Em conversa com a Variety, Solórzano Vásquez diz que descobriu Soralla “quase por acidente” enquanto pesquisava mulheres que “apareceram na mídia costarriquenha”. “Nunca tinha ouvido falar dela antes, o que me impressionou imediatamente. Ela já foi uma das mulheres mais reconhecidas do país, mas desapareceu quase completamente da nossa memória coletiva.”

“Essa ausência se tornou o ponto de partida do filme”, acrescenta. “Quanto mais eu procurava por Soralla, mais percebia que também estava procurando por todas as mulheres cujas vidas desaparecem lentamente porque ninguém achava que valia a pena preservá-las.”

Cortesia de Natalia Solórzano Vásquez

A realizadora diz que a cartomante a fez pensar nas mulheres da sua própria família, que pertenciam “à mesma geração, mas viviam vidas muito diferentes”. “Ela representa a possibilidade de se reinventar, mas também o preço que as mulheres muitas vezes pagam por se afastarem dos papéis que a sociedade lhes atribuiu.”

Murillo, que conhece Solórzano Vásquez desde a universidade, diz que “sempre foi fascinada por sua capacidade de observar e nos fazer observar a vida cotidiana com uma combinação única de ternura, humor e visão crítica”. “A história de Soralla nos deu a desculpa perfeita para trabalharmos juntas e explorarmos uma personagem feminina através de lentes profundamente performáticas, guiadas por uma perspectiva feminista e uma convicção que compartilhamos desde o início: quem somos hoje nada mais é do que um reflexo de quem fomos um dia.”

Questionada sobre como se sente ao fazer um filme sobre a memória na América Latina, num momento em que filmes que abordam questões de memória pessoal e coletiva na região têm obtido grande sucesso internacional, a diretora diz que a memória a “fascina” porque “é sempre incompleta”. “Tendemos a pensar nisso como algo que preserva o passado, mas também o transforma.”

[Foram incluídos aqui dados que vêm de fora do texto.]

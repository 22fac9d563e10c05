use std::collections::HashMap;
use std::sync::atomic::{AtomicBool, AtomicU64, Ordering};
use std::sync::{Arc, Mutex, MutexGuard};

use admission_portal::workflows::admission::{
    Account, Application, ApplicationId, ApplicationPayload, ApplicationStatus, AttachmentRef,
    Draft, DraftId, DraftSummary, NewAccount, OfficeUseOnly, OfficeUsePatch, OwnerId, SavedDraft,
};
use chrono::{Datelike, Utc};
use metrics_exporter_prometheus::PrometheusHandle;
use serde_json::json;
use tracing::{info, warn};

#[derive(Clone)]
pub(crate) struct AppState {
    pub(crate) readiness: Arc<AtomicBool>,
    pub(crate) metrics: Arc<PrometheusHandle>,
}

#[derive(Debug, thiserror::Error)]
pub enum BackendError {
    #[error("not found")]
    NotFound,
    #[error("{0} belongs to another user")]
    Forbidden(String),
    #[error("{0}")]
    Conflict(String),
    #[error("{0}")]
    Invalid(String),
    #[error("{0}")]
    Unavailable(String),
}

/// Uploaded file kept by the reference backend.
#[derive(Debug, Clone)]
pub struct StoredFile {
    pub file_name: String,
    pub content_type: String,
    pub size: usize,
}

/// In-memory implementation of every REST collaborator the portal talks to.
///
/// Failure switches let demos and tests simulate outages of individual endpoints.
#[derive(Default)]
pub struct PortalBackend {
    drafts: Mutex<HashMap<DraftId, Draft>>,
    applications: Mutex<Vec<Application>>,
    accounts: Mutex<Vec<Account>>,
    files: Mutex<HashMap<String, StoredFile>>,
    draft_sequence: AtomicU64,
    application_sequence: AtomicU64,
    file_sequence: AtomicU64,
    drafts_offline: AtomicBool,
    accounts_offline: AtomicBool,
}

fn lock<T>(mutex: &Mutex<T>) -> MutexGuard<'_, T> {
    mutex.lock().unwrap_or_else(|poisoned| poisoned.into_inner())
}

impl PortalBackend {
    pub fn set_drafts_offline(&self, offline: bool) {
        self.drafts_offline.store(offline, Ordering::SeqCst);
    }

    pub fn set_accounts_offline(&self, offline: bool) {
        self.accounts_offline.store(offline, Ordering::SeqCst);
    }

    pub fn save_draft(
        &self,
        owner: &OwnerId,
        draft_id: Option<DraftId>,
        payload: ApplicationPayload,
    ) -> Result<SavedDraft, BackendError> {
        if self.drafts_offline.load(Ordering::SeqCst) {
            return Err(BackendError::Unavailable(
                "draft storage is temporarily unavailable".to_string(),
            ));
        }

        let mut drafts = lock(&self.drafts);
        let draft_id = match draft_id {
            Some(id) => {
                if let Some(existing) = drafts.get(&id) {
                    if &existing.owner != owner {
                        return Err(BackendError::Forbidden(format!("draft {id}")));
                    }
                }
                id
            }
            None => {
                let next = self.draft_sequence.fetch_add(1, Ordering::SeqCst) + 1;
                DraftId(format!("draft-{next:06}"))
            }
        };

        let saved_at = Utc::now();
        drafts.insert(
            draft_id.clone(),
            Draft {
                draft_id: draft_id.clone(),
                owner: owner.clone(),
                payload,
                saved_at,
            },
        );
        Ok(SavedDraft { draft_id, saved_at })
    }

    pub fn drafts_for(&self, owner: &OwnerId) -> Vec<DraftSummary> {
        let mut summaries: Vec<DraftSummary> = lock(&self.drafts)
            .values()
            .filter(|draft| &draft.owner == owner)
            .map(Draft::summary)
            .collect();
        summaries.sort_by(|a, b| b.saved_at.cmp(&a.saved_at));
        summaries
    }

    /// Drafts are only visible to their owner; anyone else gets a 404.
    pub fn draft(&self, owner: &OwnerId, draft_id: &DraftId) -> Result<Draft, BackendError> {
        lock(&self.drafts)
            .get(draft_id)
            .filter(|draft| &draft.owner == owner)
            .cloned()
            .ok_or(BackendError::NotFound)
    }

    pub fn delete_draft(&self, owner: &OwnerId, draft_id: &DraftId) -> Result<(), BackendError> {
        let mut drafts = lock(&self.drafts);
        match drafts.get(draft_id) {
            Some(draft) if &draft.owner == owner => {
                drafts.remove(draft_id);
                Ok(())
            }
            _ => Err(BackendError::NotFound),
        }
    }

    /// Create an application, or return the existing one for the same applicant.
    ///
    /// The boolean is `true` when a new record was created.
    pub fn create_application(
        &self,
        payload: ApplicationPayload,
    ) -> Result<(Application, bool), BackendError> {
        let key = applicant_key(&payload);
        let mut applications = lock(&self.applications);
        if let Some(existing) = applications
            .iter()
            .find(|app| applicant_key(&app.payload) == key)
        {
            info!(application_id = %existing.application_id, "duplicate submission collapsed");
            return Ok((existing.clone(), false));
        }

        let next = self.application_sequence.fetch_add(1, Ordering::SeqCst) + 1;
        let application = Application {
            id: format!("{next:024x}"),
            application_id: ApplicationId(format!("APP-{}-{next:06}", Utc::now().year())),
            payload,
            status: ApplicationStatus::Submitted,
            office_use_only: OfficeUseOnly::default(),
            submitted_at: Utc::now(),
        };
        applications.push(application.clone());
        info!(application_id = %application.application_id, "application created");
        Ok((application, true))
    }

    pub fn applications(&self) -> Vec<Application> {
        lock(&self.applications).clone()
    }

    pub fn application(&self, application_id: &ApplicationId) -> Result<Application, BackendError> {
        lock(&self.applications)
            .iter()
            .find(|app| &app.application_id == application_id)
            .cloned()
            .ok_or(BackendError::NotFound)
    }

    /// Merge an office-use patch. Writing a student id approves the application.
    pub fn update_office_use(
        &self,
        application_id: &ApplicationId,
        patch: &OfficeUsePatch,
    ) -> Result<Application, BackendError> {
        let mut applications = lock(&self.applications);
        let record = applications
            .iter_mut()
            .find(|app| &app.application_id == application_id)
            .ok_or(BackendError::NotFound)?;
        record.office_use_only.apply(patch);
        if patch
            .student_id_generated
            .as_deref()
            .is_some_and(|id| !id.trim().is_empty())
        {
            record.status = ApplicationStatus::Approved;
        }
        Ok(record.clone())
    }

    pub fn register_user(&self, account: NewAccount) -> Result<Account, BackendError> {
        if self.accounts_offline.load(Ordering::SeqCst) {
            warn!(email = %account.email, "rejecting registration: account service offline");
            return Err(BackendError::Unavailable(
                "account service is temporarily unavailable".to_string(),
            ));
        }
        if account.email.trim().is_empty() || account.password.is_empty() {
            return Err(BackendError::Invalid(
                "email and password are required".to_string(),
            ));
        }

        let mut accounts = lock(&self.accounts);
        if accounts
            .iter()
            .any(|existing| existing.email.eq_ignore_ascii_case(&account.email))
        {
            return Err(BackendError::Conflict(format!(
                "an account for {} already exists",
                account.email
            )));
        }

        let NewAccount {
            name,
            email,
            role,
            department,
            batch,
            section,
            phone,
            enrollment_id,
            ..
        } = account;
        let created = Account {
            name,
            email,
            role,
            department,
            batch,
            section,
            phone,
            enrollment_id,
        };
        accounts.push(created.clone());
        Ok(created)
    }

    pub fn accounts(&self) -> Vec<Account> {
        lock(&self.accounts).clone()
    }

    pub fn store_file(
        &self,
        file_name: String,
        content_type: Option<String>,
        bytes: &[u8],
    ) -> Result<AttachmentRef, BackendError> {
        if bytes.is_empty() {
            return Err(BackendError::Invalid(format!("'{file_name}' is empty")));
        }
        let content_type = content_type.unwrap_or_else(|| {
            mime_guess::from_path(&file_name)
                .first_or_octet_stream()
                .essence_str()
                .to_string()
        });

        let next = self.file_sequence.fetch_add(1, Ordering::SeqCst) + 1;
        let key = format!("{next:06}");
        let mut attachment =
            AttachmentRef::new(format!("/files/{key}/{file_name}"), file_name.clone());
        attachment
            .metadata
            .insert("size".to_string(), json!(bytes.len()));
        attachment
            .metadata
            .insert("contentType".to_string(), json!(content_type));

        lock(&self.files).insert(
            key,
            StoredFile {
                file_name,
                content_type,
                size: bytes.len(),
            },
        );
        Ok(attachment)
    }

    pub fn files(&self) -> Vec<StoredFile> {
        lock(&self.files).values().cloned().collect()
    }
}

/// Identity used to collapse repeated submissions from the same applicant.
fn applicant_key(payload: &ApplicationPayload) -> (String, String, String, String) {
    let normalize = |value: &str| value.trim().to_ascii_lowercase();
    (
        normalize(&payload.student_details.student_name),
        normalize(&payload.student_details.date_of_birth),
        normalize(&payload.contact_details.mobile_no),
        normalize(&payload.contact_details.email),
    )
}
use crate::config::TelemetryConfig;
use std::fmt;
use tracing_subscriber::filter::ParseError;
use tracing_subscriber::EnvFilter;

#[derive(Debug)]
pub enum TelemetryError {
    EnvFilter { value: String, source: ParseError },
    Subscriber(Box<dyn std::error::Error + Send + Sync>),
}

impl fmt::Display for TelemetryError {
    fn fmt(&self, f: &mut fmt::Formatter<'_>) -> fmt::Result {
        match self {
            TelemetryError::EnvFilter { value, .. } => {
                write!(f, "invalid log filter '{value}' for the admission portal")
            }
            TelemetryError::Subscriber(err) => write!(f, "tracing subscriber error: {err}"),
        }
    }
}

impl std::error::Error for TelemetryError {
    fn source(&self) -> Option<&(dyn std::error::Error + 'static)> {
        match self {
            TelemetryError::EnvFilter { source, .. } => Some(source),
            TelemetryError::Subscriber(err) => Some(&**err),
        }
    }
}

/// Install the global subscriber. `RUST_LOG` wins over the configured level.
pub fn init(config: &TelemetryConfig) -> Result<(), TelemetryError> {
    let env_filter = match EnvFilter::try_from_default_env() {
        Ok(filter) => filter,
        Err(_) => build_filter(&config.log_level)?,
    };

    tracing_subscriber::fmt()
        .with_env_filter(env_filter)
        .with_target(false)
        .compact()
        .with_ansi(false)
        .try_init()
        .map_err(TelemetryError::Subscriber)
}

fn build_filter(level: &str) -> Result<EnvFilter, TelemetryError> {
    EnvFilter::try_new(level).map_err(|source| TelemetryError::EnvFilter {
        value: level.to_string(),
        source,
    })
}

“Este filme não tenta reconstruir Soralla exatamente como ela era”, observa ela. “Pergunta o que acontece quando quase tudo desaparece e só restam fragmentos. Esses fragmentos vivem dentro de outras pessoas e, cada vez que são lembrados, tornam-se algo ligeiramente diferente. Interesso-me naquele espaço frágil onde coexistem memória, imaginação e experiência vivida.”

Por fazer parte de uma forte geração de cineastas na Costa Rica – que viu surgir nomes como Valentina Maurel e Sofia Quirós Ubeda – Solórzano Vásquez diz que se sente “muita sorte” por pertencer a este notável grupo. “O cinema costarriquenho ainda é pequeno, o que significa que nos conhecemos bem e crescemos lado a lado”, acrescenta. “Há uma diversidade incrível de vozes, e muitas mulheres estão contando histórias que simplesmente não tinham sido contadas antes. Acho que estamos menos interessados ​​em representar uma ideia da Costa Rica do que em questioná-la, expandi-la e encontrar novas linguagens cinematográficas para falar sobre quem somos.”

O projeto “Feitiços para Reanimar uma Bruxa” foi desenvolvido através do Programa Rueda da Academia Espanhola de Cinema, CIMA Impulsa e Proyecta de Ventana Sur.

O Mercado de Mídia da Costa Rica acontece de 14 a 15 de julho.